During the demonstration, the suit said, at no point did Atkins “engage in vulgar, obscene or profane language, shout any insults, or hurl any object directed towards the flag-raising ceremony.”
“When Atkins arrived at the demonstration, he stood quietly on the south side of the street. Immediately upon the arrival of Atkins, Sgt. McClure noticed and approached him and ordered him to ‘respect’ the flag-raising ceremony. In response, Atkins informed Sgt. McClure, ‘This is public property. You don’t need to say anything to me’ and ‘God cares. This is public property. You know who’s cheering for this? The people that are in Hell,’ and he further told Sgt. McClure to mind his own business and that Atkins will mind his own,” the suit goes on to say.
“Sgt. McClure, visibly offended by Atkins’ assertion of constitutional rights, took a few steps away and turned his back.
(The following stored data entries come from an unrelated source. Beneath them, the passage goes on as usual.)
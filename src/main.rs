//! capture-proxy
//!
//! Transparent traffic-capture proxy built with Tokio.
//!
//! # Architecture Overview
//!
//! ```text
//!                     ┌──────────────────────────────────────────────────────┐
//!                     │                    CAPTURE PROXY                     │
//!                     │                                                      │
//!   Client            │  ┌──────────┐    ┌──────────┐    ┌────────────────┐  │
//!   ──────────────────┼─▶│   net    │───▶│ protocol │───▶│ websocket tunnel│──┼──▶ Upstream
//!                     │  │ listener │    │ dispatch │    │ http passthrough│  │
//!                     │  └────┬─────┘    └──────────┘    │ socks5 refusal  │  │
//!                     │       │                          └───────┬────────┘  │
//!                     │       ▼                                  ▼           │
//!                     │  ┌─────────────────────────────────────────────────┐ │
//!                     │  │ hooks (lifecycle + packets) · metrics · logging │ │
//!                     │  └─────────────────────────────────────────────────┘ │
//!                     └──────────────────────────────────────────────────────┘
//! ```

use clap::Parser;

use capture_proxy::cli::Cli;
use capture_proxy::config::read_file_config;
use capture_proxy::config::{Config, ConfigError, FileConfig};
use capture_proxy::lifecycle::startup;
use capture_proxy::observability::logging::init_logging;

fn main() -> Result<(), Box<dyn std::error::Error>> {
    let cli = Cli::parse();

    let mut file = match &cli.config {
        Some(path) => read_file_config(path)?,
        None => FileConfig::default(),
    };
    cli.apply(&mut file);

    init_logging(&file.observability.log_level);
    tracing::info!("capture-proxy v{} starting", env!("CARGO_PKG_VERSION"));

    let config = Config::from_file_config(&file).map_err(ConfigError::Validation)?;
    tracing::info!(
        listen_address = %config.listen_addr,
        max_connections = ?config.max_connections,
        workers = config.workers,
        read_timeout_secs = config.read_timeout.as_secs(),
        handshake_timeout_secs = config.handshake_timeout.as_secs(),
        "Configuration loaded"
    );

    let runtime = tokio::runtime::Builder::new_multi_thread()
        .worker_threads(config.workers)
        .enable_all()
        .build()?;

    runtime.block_on(startup::run(config))?;
    Ok(())
}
At that point, Atkins called out, projecting his voice to the north side of the street, ‘Yo, God is not—‘ and at that very moment, Sgt. McClure lunged at Atkins, interrupting him mid-sentence, and placed his hands behind his back and began handcuffing him. The arrest of Atkins was assisted by Officer Dupree and one additional police officer whose identity is known to the defendants, both of whom failed to intervene for Atkins’ protection and joined in the unlawful conduct of Sgt. McClure.”
Sgt. McClure charged Atkins with a criminal offense under the Pennsylvania Crimes Code, namely, Disorderly Conduct to Engage in Fighting.
McClure claimed that Atkins, “with intent to cause substantial public inconvenience, annoyance or alarm, or recklessly creating a risk thereof, he engages in fighting or threatening, or in violent or tumultuous behavior. The defendant, despite being warned by police just moments prior, yelled derogatory comments at an organization that was holding a permitted event, in violation of Section 5503(a)(1) of the PA Crimes Code.”
However, the Berks County District Attorney’s Office refused to prosecute the charged crime against Atkins on the grounds of insufficient evidence, and the criminal proceeding terminated in the plaintiff’s favor.
According to the suit, both Moran and Tornielli issued public statements on the events in question.
“With regard to the incident, the City respects the First Amendment rights of all individuals. However, freedom of speech does not include the right to disrupt an organized event and interfere with the rights of others,” Moran said.
“Our officers gave him warnings to cease that behavior as it was disrupting the event that was taking place,” Tornielli added.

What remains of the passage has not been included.